Avoid following blunders in an Interview

1. “What does your company do?” It is expected that you should be well informed about this before you attend the interview.

2. “My salary requirements are very flexible.” You want to know what a company will pay, and interviewers want to know what you’re willing to take. It’s a negotiation, not a game. It is expected that you should be sure about the salary you want to take. For this you should do some research for the salary ranges being offered by the company for the post your applying. Remember that if you are good, company will not leave you.
Don’t sell yourself short, but ask yourself how much you honestly think you’re worth. Do research about what similar jobs pay and what salaries are like in the region. If a company comes back with too low an offer, you can always try and negotiate up.

3. Be honest. Do not lie if you can’t. If you lie and your are caught, that’s it. Interviewers know you’ll probably exaggerate a little to sell yourself; but don’t cross the line between exaggeration and out-and-out lying.

4. Be yourself, do not try to impersonate anyone else.

5. “Sorry, I don’t know how to do that.” Rather than admitting that you don’t have a specific skill, stress that you’re a fast learner and are excited about the possibility of acquiring new skills. Most companies would rather hire an enthusiastic, smart person who needs to be trained than someone who already has the required skills but isn’t as eager to learn.

6. Don’t be over smart and try to bluff the interviewer. You will be caught for sure. Remember that the interviewer had been in you position sometime in the past.

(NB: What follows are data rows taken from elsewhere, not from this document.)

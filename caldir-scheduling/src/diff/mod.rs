//! Change detection between two versions of a calendar object.

mod attendee_merge;
mod property_change;
mod significance;

pub use attendee_merge::{AttendeeMerge, attendee_merge};
pub use property_change::PropertyChange;
pub use significance::{SignificanceReport, organizer_diff, organizer_significant};
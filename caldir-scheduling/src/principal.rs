//! Calendar user address resolution.

use std::path::Path;

use serde::{Deserialize, Serialize};

use crate::error::{SchedulingError, SchedulingResult};

/// A principal known to this server.
#[derive(Debug, Clone, PartialEq, Serialize, Deserialize)]
pub struct Principal {
    /// Principal URL, the identity compared against a calendar's owner
    pub url: String,
    /// Calendar user addresses (e.g. `mailto:`, `urn:uuid:`)
    pub addresses: Vec<String>,
    /// Calendar home collection
    pub home_url: String,
}

impl Principal {
    pub fn has_address(&self, address: &str) -> bool {
        self.addresses.iter().any(|a| a == address)
    }
}

/// Resolves calendar user addresses to principals.
pub trait Directory: Send + Sync {
    fn principal_for_address(&self, address: &str) -> Option<Principal>;
}

/// Directory backed by a fixed list of principals, loadable from TOML:
///
/// ```toml
/// [[principal]]
/// url = "/principals/users/olivia/"
/// addresses = ["mailto:olivia@example.com"]
/// home_url = "/calendars/users/olivia/"
/// ```
#[derive(Debug, Clone, Default, Serialize, Deserialize)]
pub struct InMemoryDirectory {
    #[serde(default, rename = "principal")]
    pub principals: Vec<Principal>,
}

impl InMemoryDirectory {
    pub fn new(principals: Vec<Principal>) -> Self {
        InMemoryDirectory { principals }
    }

    pub fn from_toml(content: &str) -> SchedulingResult<Self> {
        toml::from_str(content).map_err(|e| SchedulingError::Config(e.to_string()))
    }

    pub fn load(path: &Path) -> SchedulingResult<Self> {
        let content = std::fs::read_to_string(path)?;
        Self::from_toml(&content)
    }
}

impl Directory for InMemoryDirectory {
    fn principal_for_address(&self, address: &str) -> Option<Principal> {
        self.principals
            .iter()
            .find(|p| p.has_address(address))
            .cloned()
    }
}
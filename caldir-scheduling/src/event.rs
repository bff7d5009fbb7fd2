//! Event component types.
//!
//! An [`Event`] is one VEVENT: either the master of a series or an override
//! of a single occurrence (identified by `recurrence_id`). A scheduling
//! operation always works on the full set of components sharing one UID,
//! see [`crate::CalendarObject`].

use std::fmt;

use chrono::{DateTime, NaiveDate, NaiveDateTime, TimeZone, Utc};
use chrono_tz::Tz;
use serde::{Deserialize, Serialize};

/// A single VEVENT component
#[derive(Debug, Clone, PartialEq, Serialize, Deserialize)]
pub struct Event {
    pub uid: String,
    pub summary: Option<String>,
    pub description: Option<String>,
    pub location: Option<String>,
    pub start: EventTime,
    pub end: Option<EventTime>,
    /// Raw DURATION value, used when DTEND is absent
    pub duration: Option<String>,
    pub status: EventStatus,

    // Recurrence fields
    /// RRULE, RDATE and EXDATE for master components
    pub recurrence: Option<Recurrence>,
    /// Occurrence this component overrides (RECURRENCE-ID)
    pub recurrence_id: Option<EventTime>,

    // Alarms & Availability
    pub reminders: Vec<Reminder>,
    pub transparency: Transparency,

    // Meeting Data
    pub organizer: Option<Attendee>,
    pub attendees: Vec<Attendee>,

    // Sync Infrastructure
    /// DTSTAMP / LAST-MODIFIED
    pub updated: Option<DateTime<Utc>>,
    /// Revision sequence number (SEQUENCE)
    pub sequence: Option<i64>,

    /// Properties not modelled above (X-, CLASS, CATEGORIES, ATTACH, ...),
    /// preserved for round-tripping
    pub custom_properties: Vec<CustomProperty>,
}

impl Event {
    /// Minimal component with a start time, used by tests and message generation.
    pub fn new(uid: &str, start: EventTime) -> Self {
        Event {
            uid: uid.to_string(),
            summary: None,
            description: None,
            location: None,
            start,
            end: None,
            duration: None,
            status: EventStatus::Confirmed,
            recurrence: None,
            recurrence_id: None,
            reminders: Vec::new(),
            transparency: Transparency::Opaque,
            organizer: None,
            attendees: Vec::new(),
            updated: None,
            sequence: None,
            custom_properties: Vec::new(),
        }
    }

    pub fn is_master(&self) -> bool {
        self.recurrence_id.is_none()
    }

    /// RECURRENCE-ID as a set key (see [`EventTime::instant_key`]).
    pub fn instance_key(&self) -> Option<EventTime> {
        self.recurrence_id.as_ref().map(EventTime::instant_key)
    }

    /// Find the ATTENDEE property with the given calendar user address.
    pub fn attendee(&self, address: &str) -> Option<&Attendee> {
        self.attendees.iter().find(|a| a.address == address)
    }

    pub fn has_attendee(&self, address: &str) -> bool {
        self.attendee(address).is_some()
    }

    pub fn exdates(&self) -> &[EventTime] {
        self.recurrence
            .as_ref()
            .map(|r| r.exdates.as_slice())
            .unwrap_or_default()
    }

    /// The unmodified occurrence of this master at `recurrence_id`.
    ///
    /// The RECURRENCE-ID is written the way the master's DTSTART is. DTEND
    /// keeps the master's duration when both times share a value type;
    /// otherwise it is copied unchanged.
    pub fn derived_instance(&self, recurrence_id: &EventTime) -> Event {
        let recurrence_id = &recurrence_id.expressed_like(&self.start);
        let mut instance = self.clone();
        instance.recurrence = None;
        instance.recurrence_id = Some(recurrence_id.clone());
        instance.end = self.end.as_ref().map(|end| {
            end.shifted(&self.start, recurrence_id)
                .unwrap_or_else(|| end.clone())
        });
        instance.start = recurrence_id.clone();
        instance
    }
}

/// A property kept verbatim: name, parameters and raw value
#[derive(Debug, Clone, PartialEq, Serialize, Deserialize)]
pub struct CustomProperty {
    pub name: String,
    pub params: Vec<(String, String)>,
    pub value: String,
}

/// Recurrence rule set of a master component
#[derive(Debug, Clone, PartialEq, Serialize, Deserialize)]
pub struct Recurrence {
    pub rrule: Option<String>,
    pub rdates: Vec<EventTime>,
    pub exdates: Vec<EventTime>,
}

/// A calendar user on an ORGANIZER or ATTENDEE property
#[derive(Debug, Clone, PartialEq, Serialize, Deserialize)]
pub struct Attendee {
    /// Calendar user address, e.g. `mailto:alice@example.com`
    pub address: String,
    /// Display name (CN)
    pub name: Option<String>,
    pub partstat: Option<ParticipationStatus>,
    pub rsvp: Option<bool>,
    /// Delivery status from the last scheduling round (SCHEDULE-STATUS)
    pub schedule_status: Option<String>,
    /// Other parameters (ROLE, CUTYPE, DELEGATED-TO, SENT-BY, ...)
    pub params: Vec<(String, String)>,
}

impl Attendee {
    pub fn new(address: &str) -> Self {
        Attendee {
            address: address.to_string(),
            name: None,
            partstat: None,
            rsvp: None,
            schedule_status: None,
            params: Vec::new(),
        }
    }

    pub fn with_partstat(mut self, partstat: ParticipationStatus) -> Self {
        self.partstat = Some(partstat);
        self
    }
}

/// PARTSTAT parameter values
#[derive(Debug, Clone, Copy, PartialEq, Eq, Hash, Serialize, Deserialize)]
pub enum ParticipationStatus {
    NeedsAction,
    Accepted,
    Declined,
    Tentative,
    Delegated,
}

impl ParticipationStatus {
    pub fn from_ics_str(value: &str) -> Option<Self> {
        match value.to_ascii_uppercase().as_str() {
            "NEEDS-ACTION" => Some(ParticipationStatus::NeedsAction),
            "ACCEPTED" => Some(ParticipationStatus::Accepted),
            "DECLINED" => Some(ParticipationStatus::Declined),
            "TENTATIVE" => Some(ParticipationStatus::Tentative),
            "DELEGATED" => Some(ParticipationStatus::Delegated),
            _ => None,
        }
    }

    pub fn as_ics_str(&self) -> &'static str {
        match self {
            ParticipationStatus::NeedsAction => "NEEDS-ACTION",
            ParticipationStatus::Accepted => "ACCEPTED",
            ParticipationStatus::Declined => "DECLINED",
            ParticipationStatus::Tentative => "TENTATIVE",
            ParticipationStatus::Delegated => "DELEGATED",
        }
    }
}

/// A reminder/alarm for an event
#[derive(Debug, Clone, PartialEq, Serialize, Deserialize)]
pub struct Reminder {
    /// Minutes before the event to trigger
    pub minutes: i64,
}

/// Event transparency (busy/free status)
#[derive(Debug, Clone, PartialEq, Serialize, Deserialize)]
pub enum Transparency {
    Opaque,
    Transparent,
}

#[derive(Debug, Clone, PartialEq, Serialize, Deserialize)]
pub enum EventStatus {
    Confirmed,
    Tentative,
    Cancelled,
}

/// A DATE or DATE-TIME value.
///
/// Ordered and hashable so it can key recurrence instances in sets. The
/// derived ordering compares the written form; use [`EventTime::instant_key`]
/// when two values naming the same moment must compare equal.
#[derive(Debug, Clone, PartialEq, Eq, Hash, PartialOrd, Ord, Serialize, Deserialize)]
pub enum EventTime {
    Date(NaiveDate),
    DateTimeUtc(DateTime<Utc>),
    DateTimeFloating(NaiveDateTime),
    DateTimeZoned { datetime: NaiveDateTime, tzid: String },
}

impl EventTime {
    /// Value as it appears in an ICS property (without parameters).
    pub fn to_ics_string(&self) -> String {
        match self {
            EventTime::Date(d) => d.format("%Y%m%d").to_string(),
            EventTime::DateTimeUtc(dt) => dt.format("%Y%m%dT%H%M%SZ").to_string(),
            EventTime::DateTimeFloating(dt) => dt.format("%Y%m%dT%H%M%S").to_string(),
            EventTime::DateTimeZoned { datetime, .. } => {
                datetime.format("%Y%m%dT%H%M%S").to_string()
            }
        }
    }

    /// The UTC instant of a DATE-TIME.
    ///
    /// `None` for DATE and floating values, and for a TZID that is not an
    /// IANA zone name.
    pub fn to_utc(&self) -> Option<DateTime<Utc>> {
        match self {
            EventTime::DateTimeUtc(dt) => Some(*dt),
            EventTime::DateTimeZoned { datetime, tzid } => {
                let tz = tzid.parse::<Tz>().ok()?;
                tz.from_local_datetime(datetime)
                    .earliest()
                    .map(|dt| dt.with_timezone(&Utc))
            }
            EventTime::Date(_) | EventTime::DateTimeFloating(_) => None,
        }
    }

    /// Set key for the moment this value names: zoned times become UTC,
    /// everything else is kept as written.
    pub fn instant_key(&self) -> EventTime {
        self.to_utc()
            .map(EventTime::DateTimeUtc)
            .unwrap_or_else(|| self.clone())
    }

    pub fn same_instant(&self, other: &EventTime) -> bool {
        self.instant_key() == other.instant_key()
    }

    /// This moment written in `template`'s form: in its TZID, or in UTC.
    pub fn expressed_like(&self, template: &EventTime) -> EventTime {
        let Some(utc) = self.to_utc() else {
            return self.clone();
        };
        match template {
            EventTime::DateTimeUtc(_) => EventTime::DateTimeUtc(utc),
            EventTime::DateTimeZoned { tzid, .. } => match tzid.parse::<Tz>() {
                Ok(tz) => EventTime::DateTimeZoned {
                    datetime: utc.with_timezone(&tz).naive_local(),
                    tzid: tzid.clone(),
                },
                Err(_) => self.clone(),
            },
            EventTime::Date(_) | EventTime::DateTimeFloating(_) => self.clone(),
        }
    }

    /// Move this time by the distance from `from` to `to`.
    ///
    /// `None` if the three values are not all of the same variant.
    pub fn shifted(&self, from: &EventTime, to: &EventTime) -> Option<EventTime> {
        use EventTime::*;

        match (self, from, to) {
            (Date(t), Date(f), Date(n)) => Some(Date(*t + (*n - *f))),
            (DateTimeUtc(t), DateTimeUtc(f), DateTimeUtc(n)) => Some(DateTimeUtc(*t + (*n - *f))),
            (DateTimeFloating(t), DateTimeFloating(f), DateTimeFloating(n)) => {
                Some(DateTimeFloating(*t + (*n - *f)))
            }
            (
                DateTimeZoned { datetime: t, tzid },
                DateTimeZoned { datetime: f, .. },
                DateTimeZoned { datetime: n, .. },
            ) => Some(DateTimeZoned {
                datetime: *t + (*n - *f),
                tzid: tzid.clone(),
            }),
            _ => None,
        }
    }
}

impl fmt::Display for EventTime {
    fn fmt(&self, f: &mut fmt::Formatter<'_>) -> fmt::Result {
        match self {
            EventTime::Date(d) => write!(f, "{}", d.format("%Y-%m-%d")),
            EventTime::DateTimeUtc(dt) => write!(f, "{}", dt.format("%Y-%m-%d %H:%M UTC")),
            EventTime::DateTimeFloating(dt) => write!(f, "{}", dt.format("%Y-%m-%d %H:%M")),
            EventTime::DateTimeZoned { datetime, tzid } => {
                write!(f, "{} ({})", datetime.format("%Y-%m-%d %H:%M"), tzid)
            }
        }
    }
}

7. “You see, I just broke up with my boyfriend (or girlfriend)” Even if the interviewer starts getting personal, don’t follow suit. You may think you’re being open and honest, but you’re really just coming across as unprofessional, unfocused, and disrespectful. Keep it businesslike and polite.

8. “What can your company do for me?” Interviewers hate arrogance and selfishness. They want to know why they should hire you. Stress the contributions you can make. Tell them about how your efforts helped previous employers. Don’t start asking about raises, bonuses, and promotions right away.
Remember, you’re the one being interviewed, and while you should use the opportunity to get your questions answered, you shouldn’t make it seem as if you’ll be doing them a favor if they hire you.

9. “I am leaving my job( or I left my job) because the company was like hell and the job was pathetic” Bad-mouthing your previous employer is possibly the dumbest thing you can do during an interview. This gives an impression that you might bad-mouth you future company also if you are not satisfied. Say that you left to look for more responsibility, you wanted greater opportunity for advancement, or you were looking out for a change.

Telephonic Interviews - Points to keep in mind

Phone interviews are becoming more and more common in the job search process. They save the company and the candidate a lot of time. If you are in the job market, it is important to prepare yourself for a phone interview.

1. Schedule it for a quiet time. If you have the opportunity to schedule the time of the phone interview, be sure to schedule it when you know you will be able to give them your full attention. However, in many cases you might not have the opportunity to previously set up the time of the call, so read the tips below to be prepared for that unexpected call.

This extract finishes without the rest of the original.